More Mortar comparisons
See how Mortar stacks up against other well-photographed colors across different brands and tones.


At LRV 83 vs 67, White Dove is decisively the brighter choice.


Mortar reflects far more light (LRV 67 vs 52), opening up a space where Purbeck Stone encloses it.


Mortar reflects far more light (LRV 67 vs 30), opening up a space where Evergreen Fog encloses it.


Mortar reads slightly lighter (LRV 67 vs 60), a gap that shows most in low-lit rooms.


A 9-point LRV gap (67 vs 58) makes Mortar the marginally brighter of the two.


At LRV 67 vs 27, Mortar is decisively the brighter choice.


Mortar reflects far more light (LRV 67 vs 43), opening up a space where French Gray encloses it.


A 12-point LRV gap (67 vs 55) makes Mortar the marginally brighter of the two.


At LRV 67 vs 44, Mortar is decisively the brighter choice.


Pure White reflects far more light (LRV 84 vs 67), opening up a space where Mortar encloses it.


Their light reflectance is nearly identical (LRV 67 vs 66), so neither reads brighter in a room.

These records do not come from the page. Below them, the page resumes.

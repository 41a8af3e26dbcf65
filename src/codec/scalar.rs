// SPDX-FileCopyrightText: 2026 ArcheBase
//
// SPDX-License-Identifier: MulanPSL-2.0

//! Per-kind scalar codecs.
//!
//! Each [`ScalarKind`] resolves to a [`ScalarCodec`]: a fixed table of
//! functions that size, emit and parse one payload of that kind against
//! its type-erased storage. Tags are the caller's business; a scalar
//! codec handles the payload only, which for string and bytes kinds
//! includes the length prefix.

use std::any::Any;

use crate::core::{CodecError, Result};
use crate::schema::ScalarKind;
use crate::wire::varint::{
    append_varint, decode_varint, read_length_prefix, size_of_varint, unzigzag32, unzigzag64,
    zigzag32, zigzag64,
};
use crate::wire::fixed::{
    append_fixed32, append_fixed64, read_fixed32, read_fixed64, FIXED32_LEN, FIXED64_LEN,
};
use crate::wire::WireType;

use super::storage_ref;
use crate::schema::descriptor::storage_mismatch;

/// Operations of one scalar kind over its type-erased storage.
#[derive(Debug, Clone, Copy)]
pub(crate) struct ScalarCodec {
    /// Wire type carried in this kind's tags
    pub wire: WireType,
    /// Whether the stored value is the kind's zero
    pub is_zero: fn(&dyn Any) -> bool,
    /// Encoded payload size, including any length prefix
    pub size: fn(&dyn Any) -> usize,
    /// Append the encoded payload to the output buffer
    pub encode: fn(&mut Vec<u8>, &dyn Any),
    /// Parse one payload from the front of `buf` into the storage,
    /// returning the bytes consumed
    pub decode: fn(&[u8], &mut dyn Any) -> Result<usize>,
}

/// Resolve the codec table for a scalar kind.
pub(crate) fn scalar_codec(kind: ScalarKind) -> ScalarCodec {
    match kind {
        ScalarKind::Bool => ScalarCodec {
            wire: WireType::Varint,
            is_zero: bool_is_zero,
            size: bool_size,
            encode: bool_encode,
            decode: bool_decode,
        },
        ScalarKind::Int32 => ScalarCodec {
            wire: WireType::Varint,
            is_zero: int_is_zero::<i32>,
            size: int32_size,
            encode: int32_encode,
            decode: int32_decode,
        },
        ScalarKind::Int64 => ScalarCodec {
            wire: WireType::Varint,
            is_zero: int_is_zero::<i64>,
            size: int64_size,
            encode: int64_encode,
            decode: int64_decode,
        },
        ScalarKind::Uint32 => ScalarCodec {
            wire: WireType::Varint,
            is_zero: int_is_zero::<u32>,
            size: uint32_size,
            encode: uint32_encode,
            decode: uint32_decode,
        },
        ScalarKind::Uint64 => ScalarCodec {
            wire: WireType::Varint,
            is_zero: int_is_zero::<u64>,
            size: uint64_size,
            encode: uint64_encode,
            decode: uint64_decode,
        },
        ScalarKind::Sint32 => ScalarCodec {
            wire: WireType::Varint,
            is_zero: int_is_zero::<i32>,
            size: sint32_size,
            encode: sint32_encode,
            decode: sint32_decode,
        },
        ScalarKind::Sint64 => ScalarCodec {
            wire: WireType::Varint,
            is_zero: int_is_zero::<i64>,
            size: sint64_size,
            encode: sint64_encode,
            decode: sint64_decode,
        },
        ScalarKind::Fixed32 => ScalarCodec {
            wire: WireType::Fixed32,
            is_zero: int_is_zero::<u32>,
            size: fixed32_size,
            encode: fixed32_encode,
            decode: fixed32_decode,
        },
        ScalarKind::Fixed64 => ScalarCodec {
            wire: WireType::Fixed64,
            is_zero: int_is_zero::<u64>,
            size: fixed64_size,
            encode: fixed64_encode,
            decode: fixed64_decode,
        },
        ScalarKind::Sfixed32 => ScalarCodec {
            wire: WireType::Fixed32,
            is_zero: int_is_zero::<i32>,
            size: sfixed32_size,
            encode: sfixed32_encode,
            decode: sfixed32_decode,
        },
        ScalarKind::Sfixed64 => ScalarCodec {
            wire: WireType::Fixed64,
            is_zero: int_is_zero::<i64>,
            size: sfixed64_size,
            encode: sfixed64_encode,
            decode: sfixed64_decode,
        },
        ScalarKind::Float => ScalarCodec {
            wire: WireType::Fixed32,
            is_zero: float_is_zero,
            size: float_size,
            encode: float_encode,
            decode: float_decode,
        },
        ScalarKind::Double => ScalarCodec {
            wire: WireType::Fixed64,
            is_zero: double_is_zero,
            size: double_size,
            encode: double_encode,
            decode: double_decode,
        },
        ScalarKind::String => ScalarCodec {
            wire: WireType::LengthDelimited,
            is_zero: string_is_zero,
            size: string_size,
            encode: string_encode,
            decode: string_decode,
        },
        ScalarKind::Bytes => ScalarCodec {
            wire: WireType::LengthDelimited,
            is_zero: bytes_is_zero,
            size: bytes_size,
            encode: bytes_encode,
            decode: bytes_decode,
        },
    }
}

fn storage_mut<T: 'static>(storage: &mut dyn Any) -> &mut T {
    match storage.downcast_mut::<T>() {
        Some(value) => value,
        None => storage_mismatch(std::any::type_name::<T>()),
    }
}

fn int_is_zero<T>(storage: &dyn Any) -> bool
where
    T: Default + PartialEq + 'static,
{
    *storage_ref::<T>(storage) == T::default()
}

// bool

fn bool_is_zero(storage: &dyn Any) -> bool {
    !*storage_ref::<bool>(storage)
}

fn bool_size(_storage: &dyn Any) -> usize {
    1
}

fn bool_encode(buf: &mut Vec<u8>, storage: &dyn Any) {
    buf.push(u8::from(*storage_ref::<bool>(storage)));
}

fn bool_decode(buf: &[u8], storage: &mut dyn Any) -> Result<usize> {
    let (value, consumed) = decode_varint(buf)?;
    *storage_mut::<bool>(storage) = value != 0;
    Ok(consumed)
}

// int32: negative values sign-extend to 64 bits before varint encoding

fn int32_size(storage: &dyn Any) -> usize {
    size_of_varint(i64::from(*storage_ref::<i32>(storage)) as u64)
}

fn int32_encode(buf: &mut Vec<u8>, storage: &dyn Any) {
    append_varint(buf, i64::from(*storage_ref::<i32>(storage)) as u64);
}

fn int32_decode(buf: &[u8], storage: &mut dyn Any) -> Result<usize> {
    let (value, consumed) = decode_varint(buf)?;
    *storage_mut::<i32>(storage) = value as i32;
    Ok(consumed)
}

// int64

fn int64_size(storage: &dyn Any) -> usize {
    size_of_varint(*storage_ref::<i64>(storage) as u64)
}

fn int64_encode(buf: &mut Vec<u8>, storage: &dyn Any) {
    append_varint(buf, *storage_ref::<i64>(storage) as u64);
}

fn int64_decode(buf: &[u8], storage: &mut dyn Any) -> Result<usize> {
    let (value, consumed) = decode_varint(buf)?;
    *storage_mut::<i64>(storage) = value as i64;
    Ok(consumed)
}

// uint32

fn uint32_size(storage: &dyn Any) -> usize {
    size_of_varint(u64::from(*storage_ref::<u32>(storage)))
}

fn uint32_encode(buf: &mut Vec<u8>, storage: &dyn Any) {
    append_varint(buf, u64::from(*storage_ref::<u32>(storage)));
}

fn uint32_decode(buf: &[u8], storage: &mut dyn Any) -> Result<usize> {
    let (value, consumed) = decode_varint(buf)?;
    *storage_mut::<u32>(storage) = value as u32;
    Ok(consumed)
}

// uint64

fn uint64_size(storage: &dyn Any) -> usize {
    size_of_varint(*storage_ref::<u64>(storage))
}

fn uint64_encode(buf: &mut Vec<u8>, storage: &dyn Any) {
    append_varint(buf, *storage_ref::<u64>(storage));
}

fn uint64_decode(buf: &[u8], storage: &mut dyn Any) -> Result<usize> {
    let (value, consumed) = decode_varint(buf)?;
    *storage_mut::<u64>(storage) = value;
    Ok(consumed)
}

// sint32 / sint64: zigzag before varint

fn sint32_size(storage: &dyn Any) -> usize {
    size_of_varint(u64::from(zigzag32(*storage_ref::<i32>(storage))))
}

fn sint32_encode(buf: &mut Vec<u8>, storage: &dyn Any) {
    append_varint(buf, u64::from(zigzag32(*storage_ref::<i32>(storage))));
}

fn sint32_decode(buf: &[u8], storage: &mut dyn Any) -> Result<usize> {
    let (value, consumed) = decode_varint(buf)?;
    *storage_mut::<i32>(storage) = unzigzag32(value as u32);
    Ok(consumed)
}

fn sint64_size(storage: &dyn Any) -> usize {
    size_of_varint(zigzag64(*storage_ref::<i64>(storage)))
}

fn sint64_encode(buf: &mut Vec<u8>, storage: &dyn Any) {
    append_varint(buf, zigzag64(*storage_ref::<i64>(storage)));
}

fn sint64_decode(buf: &[u8], storage: &mut dyn Any) -> Result<usize> {
    let (value, consumed) = decode_varint(buf)?;
    *storage_mut::<i64>(storage) = unzigzag64(value);
    Ok(consumed)
}

// fixed32 / sfixed32 / float

fn fixed32_size(_storage: &dyn Any) -> usize {
    FIXED32_LEN
}

fn fixed32_encode(buf: &mut Vec<u8>, storage: &dyn Any) {
    append_fixed32(buf, *storage_ref::<u32>(storage));
}

fn fixed32_decode(buf: &[u8], storage: &mut dyn Any) -> Result<usize> {
    let (value, consumed) = read_fixed32(buf)?;
    *storage_mut::<u32>(storage) = value;
    Ok(consumed)
}

fn sfixed32_size(_storage: &dyn Any) -> usize {
    FIXED32_LEN
}

fn sfixed32_encode(buf: &mut Vec<u8>, storage: &dyn Any) {
    append_fixed32(buf, *storage_ref::<i32>(storage) as u32);
}

fn sfixed32_decode(buf: &[u8], storage: &mut dyn Any) -> Result<usize> {
    let (value, consumed) = read_fixed32(buf)?;
    *storage_mut::<i32>(storage) = value as i32;
    Ok(consumed)
}

// Zero tests on floats compare bit patterns, so a negative zero is a
// real value and survives a round trip.
fn float_is_zero(storage: &dyn Any) -> bool {
    storage_ref::<f32>(storage).to_bits() == 0
}

fn float_size(_storage: &dyn Any) -> usize {
    FIXED32_LEN
}

fn float_encode(buf: &mut Vec<u8>, storage: &dyn Any) {
    append_fixed32(buf, storage_ref::<f32>(storage).to_bits());
}

fn float_decode(buf: &[u8], storage: &mut dyn Any) -> Result<usize> {
    let (value, consumed) = read_fixed32(buf)?;
    *storage_mut::<f32>(storage) = f32::from_bits(value);
    Ok(consumed)
}

// fixed64 / sfixed64 / double

fn fixed64_size(_storage: &dyn Any) -> usize {
    FIXED64_LEN
}

fn fixed64_encode(buf: &mut Vec<u8>, storage: &dyn Any) {
    append_fixed64(buf, *storage_ref::<u64>(storage));
}

fn fixed64_decode(buf: &[u8], storage: &mut dyn Any) -> Result<usize> {
    let (value, consumed) = read_fixed64(buf)?;
    *storage_mut::<u64>(storage) = value;
    Ok(consumed)
}

fn sfixed64_size(_storage: &dyn Any) -> usize {
    FIXED64_LEN
}

fn sfixed64_encode(buf: &mut Vec<u8>, storage: &dyn Any) {
    append_fixed64(buf, *storage_ref::<i64>(storage) as u64);
}

fn sfixed64_decode(buf: &[u8], storage: &mut dyn Any) -> Result<usize> {
    let (value, consumed) = read_fixed64(buf)?;
    *storage_mut::<i64>(storage) = value as i64;
    Ok(consumed)
}

fn double_is_zero(storage: &dyn Any) -> bool {
    storage_ref::<f64>(storage).to_bits() == 0
}

fn double_size(_storage: &dyn Any) -> usize {
    FIXED64_LEN
}

fn double_encode(buf: &mut Vec<u8>, storage: &dyn Any) {
    append_fixed64(buf, storage_ref::<f64>(storage).to_bits());
}

fn double_decode(buf: &[u8], storage: &mut dyn Any) -> Result<usize> {
    let (value, consumed) = read_fixed64(buf)?;
    *storage_mut::<f64>(storage) = f64::from_bits(value);
    Ok(consumed)
}

// string / bytes: length-prefixed payloads

fn string_is_zero(storage: &dyn Any) -> bool {
    storage_ref::<String>(storage).is_empty()
}

fn string_size(storage: &dyn Any) -> usize {
    let len = storage_ref::<String>(storage).len();
    size_of_varint(len as u64) + len
}

fn string_encode(buf: &mut Vec<u8>, storage: &dyn Any) {
    let value = storage_ref::<String>(storage);
    append_varint(buf, value.len() as u64);
    buf.extend_from_slice(value.as_bytes());
}

fn string_decode(buf: &[u8], storage: &mut dyn Any) -> Result<usize> {
    let (len, header) = read_length_prefix(buf)?;
    let raw = &buf[header..header + len];
    let text = std::str::from_utf8(raw)
        .map_err(|e| CodecError::parse("string field", format!("invalid utf-8: {e}")))?;
    let slot = storage_mut::<String>(storage);
    slot.clear();
    slot.push_str(text);
    Ok(header + len)
}

fn bytes_is_zero(storage: &dyn Any) -> bool {
    storage_ref::<Vec<u8>>(storage).is_empty()
}

fn bytes_size(storage: &dyn Any) -> usize {
    let len = storage_ref::<Vec<u8>>(storage).len();
    size_of_varint(len as u64) + len
}

fn bytes_encode(buf: &mut Vec<u8>, storage: &dyn Any) {
    let value = storage_ref::<Vec<u8>>(storage);
    append_varint(buf, value.len() as u64);
    buf.extend_from_slice(value);
}

fn bytes_decode(buf: &[u8], storage: &mut dyn Any) -> Result<usize> {
    let (len, header) = read_length_prefix(buf)?;
    let slot = storage_mut::<Vec<u8>>(storage);
    slot.clear();
    slot.extend_from_slice(&buf[header..header + len]);
    Ok(header + len)
}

A 7-point LRV gap (74 vs 67) makes Shoji White the marginally brighter of the two.


At LRV 67 vs 12, Mortar is decisively the brighter choice.


Their light reflectance is nearly identical (LRV 68 vs 67), so neither reads brighter in a room.


At LRV 67 vs 12, Mortar is decisively the brighter choice.


At LRV 67 vs 45, Mortar is decisively the brighter choice.


Mortar reflects far more light (LRV 67 vs 31), opening up a space where Pale Green encloses it.


Mortar reflects far more light (LRV 67 vs 7), opening up a space where Pine Needle encloses it.


Mortar reflects far more light (LRV 67 vs 24), opening up a space where Cement grey encloses it.


Mortar reads slightly lighter (LRV 67 vs 57), a gap that shows most in low-lit rooms.


Just Walnut reads slightly lighter (LRV 72 vs 67), a gap that shows most in low-lit rooms.